Weston Andros Adamson <dros@xxxxxxxxxx> · Mon, 18 Jul 2016 10:36:13 -0400

> On Jul 18, 2016, at 10:32 AM, Alexey Dobriyan <adobriyan@xxxxxxxxx> wrote:
> 
> On Mon, Jul 18, 2016 at 3:35 PM, Trond Myklebust
> <trondmy@xxxxxxxxxxxxxxx> wrote:
>> 
>>> On Jul 18, 2016, at 07:43, Benjamin Coddington <bcodding@xxxxxxxxxx> wrote:
>>> 
>>> On 11 Jul 2016, at 9:28, Trond Myklebust wrote:
>>> 
>>>>> On Jul 11, 2016, at 08:59, Alexey Dobriyan <adobriyan@xxxxxxxxx> wrote:
>>>>> 
>>>>> We have a customer who was able to reliably reproduce the following hang:
>>>>> (hang itself is rare but there are many machines, so it is not rare)
>>>>> 
>>>>> INFO: task ascp:66692 blocked for more than 120 seconds.
>>>>> 
>>>>>> bt 66692
>>>>> PID: 66692  TASK: ffff883f124ba280  CPU: 5   COMMAND: "ascp"
>>>>> 
>>>>> __schedule
>>>>> schedule
>>>>> schedule_timeout
>>>>> io_schedule_timeout
>>>>> io_schedule
>>>>> nfs_wait_bit_uninterruptible
>>>>> __wait_on_bit
>>>>> out_of_line_wait_on_bit
>>>>> nfs_wait_on_request
>>>>> nfs_try_to_update_request
>>>>> nfs_setup_write_request
>>>>> nfs_writepage_setup
>>>>> nfs_updatepage
>>>>> nfs_write_end
>>>>> generic_file_buffered_write
>>>>> __generic_file_aio_write
>>>>> generic_file_aio_write
>>>>> nfs_file_write
>>>>> do_sync_write
>>>>> vfs_write
>>>>> sys_write
>>>>> system_call_fastpath
>>>>> 
>>>>> ascp is Aspera secure copy program. It is multithreaded.
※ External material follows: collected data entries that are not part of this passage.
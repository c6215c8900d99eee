//! Static event-kind registry.
//!
//! Every [`EventKind`] has a severity, a display name (`schema` field), an
//! ordered field list and a message template. The defaults live here; the
//! three name/template/field tables can be replaced at runtime through
//! [`OptionsPatch`](crate::options::OptionsPatch), while levels are fixed.

use crate::level::Level;
use crate::template::MessageFormatter;
use std::collections::BTreeMap;
use std::fmt;
use std::str::FromStr;

/// Fields shared by every kind, in output order.
pub const CORE_FIELDS: &[&str] = &[
    "time",
    "message",
    "level",
    "schema",
    "version",
    "application",
    "environment",
    "host",
    "pid",
    "component",
    "category",
    "transaction",
    "trace",
    "annotations",
    "extensions",
];

pub const CLIENT_FIELDS: &[&str] = &["uri", "userAgent", "userAuth"];

/// Appended for the error kinds.
pub const EXCEPTION_FIELDS: &[&str] = &["exception"];

pub const HTTP_START_FIELDS: &[&str] = &[
    "route",
    "method",
    "uri",
    "requestHeaders",
    "requestCookies",
    "requestBodyString",
    "requestBodyMap",
    "requestBodyObject",
    "referer",
    "userAgent",
];

/// Appended to [`HTTP_START_FIELDS`] for the stop kinds.
pub const HTTP_STOP_EXTRA_FIELDS: &[&str] = &[
    "duration",
    "responseCode",
    "responseHeaders",
    "responseCookies",
    "responseBodyString",
    "responseBodyMap",
    "responseBodyObject",
];

pub const HTTP_SEND_FIELDS: &[&str] = &[
    "api",
    "method",
    "uri",
    "requestHeaders",
    "requestCookies",
    "requestBodyString",
    "requestBodyMap",
    "requestBodyObject",
];

/// Appended to [`HTTP_SEND_FIELDS`] for `httpApiReceive`.
pub const HTTP_RECEIVE_EXTRA_FIELDS: &[&str] = &[
    "responseCode",
    "responseHeaders",
    "responseCookies",
    "responseBodyString",
    "responseBodyMap",
    "responseBodyObject",
    "duration",
];

pub const EVENT_START_FIELDS: &[&str] = &["event"];

/// Appended to [`EVENT_START_FIELDS`] for `eventStop`.
pub const EVENT_STOP_EXTRA_FIELDS: &[&str] = &["duration"];

const PLAIN_TEMPLATE: &str = "[{schema}] {transaction}: {message}";
const ERROR_TEMPLATE: &str = "[{schema}] {transaction}: {message}: {exception}";
const HTTP_START_TEMPLATE: &str = "[{schema}] {transaction}: {route} for {trace}";
const HTTP_STOP_TEMPLATE: &str =
    "[{schema}] {transaction}: {route}[{responseCode}] in {duration}ms for {trace}";
const HTTP_SEND_TEMPLATE: &str = "[{schema}] {transaction}: {api} ({method}:{uri}) for {trace}";
const HTTP_RECEIVE_TEMPLATE: &str =
    "[{schema}] {transaction}: {api} ({method}:{uri})[{responseCode}] in {duration}ms for {trace}";
const EVENT_START_TEMPLATE: &str = "[{schema}] {transaction}: {event} for {trace}";
const EVENT_STOP_TEMPLATE: &str = "[{schema}] {transaction}: {event} in {duration}ms for {trace}";

/// Category of loggable occurrence.
#[derive(Debug, Clone, Copy, PartialEq, Eq, PartialOrd, Ord, Hash)]
pub enum EventKind {
    ServerDebug,
    ServerInfo,
    ServerWarn,
    ServerError,
    ClientDebug,
    ClientInfo,
    ClientWarn,
    ClientError,
    HttpApiStart,
    HttpApiStop,
    HttpUiStart,
    HttpUiStop,
    HttpApiSend,
    HttpApiReceive,
    EventStart,
    EventStop,
}

impl EventKind {
    pub const ALL: [EventKind; 16] = [
        EventKind::ServerDebug,
        EventKind::ServerInfo,
        EventKind::ServerWarn,
        EventKind::ServerError,
        EventKind::ClientDebug,
        EventKind::ClientInfo,
        EventKind::ClientWarn,
        EventKind::ClientError,
        EventKind::HttpApiStart,
        EventKind::HttpApiStop,
        EventKind::HttpUiStart,
        EventKind::HttpUiStop,
        EventKind::HttpApiSend,
        EventKind::HttpApiReceive,
        EventKind::EventStart,
        EventKind::EventStop,
    ];

    /// camelCase identifier, e.g. `"httpApiStop"`.
    pub fn id(self) -> &'static str {
        match self {
            EventKind::ServerDebug => "serverDebug",
            EventKind::ServerInfo => "serverInfo",
            EventKind::ServerWarn => "serverWarn",
            EventKind::ServerError => "serverError",
            EventKind::ClientDebug => "clientDebug",
            EventKind::ClientInfo => "clientInfo",
            EventKind::ClientWarn => "clientWarn",
            EventKind::ClientError => "clientError",
            EventKind::HttpApiStart => "httpApiStart",
            EventKind::HttpApiStop => "httpApiStop",
            EventKind::HttpUiStart => "httpUiStart",
            EventKind::HttpUiStop => "httpUiStop",
            EventKind::HttpApiSend => "httpApiSend",
            EventKind::HttpApiReceive => "httpApiReceive",
            EventKind::EventStart => "eventStart",
            EventKind::EventStop => "eventStop",
        }
    }

    pub fn level(self) -> Level {
        match self {
            EventKind::ServerDebug | EventKind::ClientDebug => Level::Debug,
            EventKind::ServerWarn | EventKind::ClientWarn => Level::Warn,
            EventKind::ServerError | EventKind::ClientError => Level::Error,
            _ => Level::Info,
        }
    }

    /// Error kinds skip threshold gating entirely.
    pub fn bypasses_threshold(self) -> bool {
        self.level() == Level::Error
    }

    /// Server kind for a bare severity, as used by the `debug`/`info`/... aliases.
    pub fn server(level: Level) -> EventKind {
        match level {
            Level::Debug => EventKind::ServerDebug,
            Level::Info => EventKind::ServerInfo,
            Level::Warn => EventKind::ServerWarn,
            Level::Error => EventKind::ServerError,
        }
    }

    pub fn default_display_name(self) -> &'static str {
        match self {
            EventKind::ServerDebug => "SERVER-Debug",
            EventKind::ServerInfo => "SERVER-Info",
            EventKind::ServerWarn => "SERVER-Warn",
            EventKind::ServerError => "SERVER-Error",
            EventKind::ClientDebug => "CLIENT-Debug",
            EventKind::ClientInfo => "CLIENT-Info",
            EventKind::ClientWarn => "CLIENT-Warn",
            EventKind::ClientError => "CLIENT-Error",
            EventKind::HttpApiStart => "HTTP-API-Start",
            EventKind::HttpApiStop => "HTTP-API-Stop",
            EventKind::HttpUiStart => "HTTP-UI-Start",
            EventKind::HttpUiStop => "HTTP-UI-Stop",
            EventKind::HttpApiSend => "HTTP-API-Send",
            EventKind::HttpApiReceive => "HTTP-API-Receive",
            EventKind::EventStart => "EVENT-Start",
            EventKind::EventStop => "EVENT-Stop",
        }
    }

    pub fn default_fields(self) -> Vec<String> {
        let extra: Vec<&[&str]> = match self {
            EventKind::ServerDebug | EventKind::ServerInfo | EventKind::ServerWarn => vec![],
            EventKind::ServerError => vec![EXCEPTION_FIELDS],
            EventKind::ClientDebug | EventKind::ClientInfo | EventKind::ClientWarn => {
                vec![CLIENT_FIELDS]
            }
            EventKind::ClientError => vec![CLIENT_FIELDS, EXCEPTION_FIELDS],
            EventKind::HttpApiStart | EventKind::HttpUiStart => vec![HTTP_START_FIELDS],
            EventKind::HttpApiStop | EventKind::HttpUiStop => {
                vec![HTTP_START_FIELDS, HTTP_STOP_EXTRA_FIELDS]
            }
            EventKind::HttpApiSend => vec![HTTP_SEND_FIELDS],
            EventKind::HttpApiReceive => vec![HTTP_SEND_FIELDS, HTTP_RECEIVE_EXTRA_FIELDS],
            EventKind::EventStart => vec![EVENT_START_FIELDS],
            EventKind::EventStop => vec![EVENT_START_FIELDS, EVENT_STOP_EXTRA_FIELDS],
        };
        std::iter::once(CORE_FIELDS)
            .chain(extra)
            .flatten()
            .map(|f| f.to_string())
            .collect()
    }

    pub fn default_template(self) -> &'static str {
        match self {
            EventKind::ServerError | EventKind::ClientError => ERROR_TEMPLATE,
            EventKind::ServerDebug
            | EventKind::ServerInfo
            | EventKind::ServerWarn
            | EventKind::ClientDebug
            | EventKind::ClientInfo
            | EventKind::ClientWarn => PLAIN_TEMPLATE,
            EventKind::HttpApiStart | EventKind::HttpUiStart => HTTP_START_TEMPLATE,
            EventKind::HttpApiStop | EventKind::HttpUiStop => HTTP_STOP_TEMPLATE,
            EventKind::HttpApiSend => HTTP_SEND_TEMPLATE,
            EventKind::HttpApiReceive => HTTP_RECEIVE_TEMPLATE,
            EventKind::EventStart => EVENT_START_TEMPLATE,
            EventKind::EventStop => EVENT_STOP_TEMPLATE,
        }
    }
}

impl fmt::Display for EventKind {
    fn fmt(&self, f: &mut fmt::Formatter<'_>) -> fmt::Result {
        f.write_str(self.id())
    }
}

/// Error returned when an identifier names no registered [`EventKind`].
#[derive(thiserror::Error, Debug, Clone, PartialEq, Eq)]
#[error("unknown event kind: {0:?}")]
pub struct UnknownEventKind(pub String);

impl FromStr for EventKind {
    type Err = UnknownEventKind;

    fn from_str(s: &str) -> Result<Self, Self::Err> {
        EventKind::ALL
            .into_iter()
            .find(|k| k.id() == s)
            .ok_or_else(|| UnknownEventKind(s.to_string()))
    }
}

pub type SchemaNames = BTreeMap<EventKind, String>;
pub type MessageFormatters = BTreeMap<EventKind, MessageFormatter>;
pub type FieldTable = BTreeMap<EventKind, Vec<String>>;

pub fn default_schema_names() -> SchemaNames {
    EventKind::ALL
        .into_iter()
        .map(|k| (k, k.default_display_name().to_string()))
        .collect()
}

pub fn default_message_formatters() -> MessageFormatters {
    EventKind::ALL
        .into_iter()
        .map(|k| (k, MessageFormatter::template(k.default_template())))
        .collect()
}

pub fn default_fields() -> FieldTable {
    EventKind::ALL.into_iter().map(|k| (k, k.default_fields())).collect()
}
>>>>> When the hang happens, 5 threads are in S-state and 1 on D-state.
>>>>> 
>>>>> The workload is copying ~100+ GB files over NFS3 with 10GiB ethernet
>>>>> with the following mount options:
>>>>> rw,relatime,vers=3,rsize=131072,wsize=524288,namlen=255,hard,proto=tcp,timeo=600,retrans=2,sec=sys,mountaddr=X.X.X.X,mountvers=3,mountport=300,mountproto=udp,local_lock=none,addr=X.X.X.X
>>>>> 
>>>>> We got coredump (2 actually) and observations are below:
>>>>> 
>>>>> 1) one of the inode's pagecache pages has page->private available:
>>>>> struct nfs_page {
>>>>> wb_list = {
>>>>>  next = 0xffff885623ac4f80,
>>>>>  prev = 0xffff885623ac4f80
>>>>> },
>>>>> wb_page = 0xffffea01218c2600,
>>>>> wb_context = 0xffff887f2265de00,
>>>>> wb_lock_context = 0xffff887f2265de00,
>>>>> wb_index = 2649328,
>>>>> wb_offset = 0,
>>>>> wb_pgbase = 0,
>>>>> wb_bytes = 0,
>>>>> wb_kref = {
>>>>>  refcount = {
>>>>>    counter = 3
>>>>>  }
>>>>> },
>>>>> wb_flags = 19,
>>>>> wb_verf = {
>>>>>  data = "\000\000\000\000\000\000\000"
>>>>> },
>>>>> wb_this_page = 0xffff885623ac4f80,
>>>>> wb_head = 0xffff885623ac4f80
>>>>> }
>>>>> 
>>>>> ->wb_list is always empty,
>>>>> ->wb_bytes is always 0 (!).
>>>>> ->wb_kref is always 3.
>>>>> ->wb_flags = PG_BUSY|PG_MAPPED|PG_INODE_REF,
>>>>> 
>>>>> page->flags = 0x2869 =
>>>>> PG_writeback|PG_private|PG_active|PF_lru|PG_uptodate|PG_locked
>>>>> 
>>>>> The zero-length request is created at nfs_create_request():
>>>>> WARN_ON_ONCE(req->wb_bytes == 0)
>>>>> nfs_create_request
>>>>> nfs_setup_write_request
>>>>> nfs_updatepage
>>>>> nfs_write_end
>>>>> generic_perform_write
>>>>> generic_file_buffered_write
>>>>> __generic_file_aio_write
>>>>> generic_file_aio_write
>>>>> nfs_file_write
>>>>> do_sync_write
>>>>> vfs_write
>>>>> SyS_write
>>>>> 
>>>>> with count=0 coming from generic_perform_write (where else?).
>>>>> 
>>>>> Customer is saying that RHEL6 was totally OK, and there are several reports
>>>>> of other people hitting same bug with RHEL7:
>>>>> https://gist.github.com/Millnert/ecc10d8cc79c81b55d7f
>>>>> https://bugs.centos.org/view.php?id=9284
>>>>> 
>>>> 
>>>> Why is this being reported here and not to Red Hat? Is the bug reproducible on the upstream kernel?
>>> 
>>> There's a RHEL BZ open for it:
>>> https://bugzilla.redhat.com/show_bug.cgi?id=132463
>>> 
>>> Upstream has the problem, too.  The pgio layer doesn't expect zero-length
>>> requests, so an nfs_page can get locked but never added to a pageio
>>> descriptor.
>>> 
>>> To create such a problem, writeback has to happen just after nfs_write_end()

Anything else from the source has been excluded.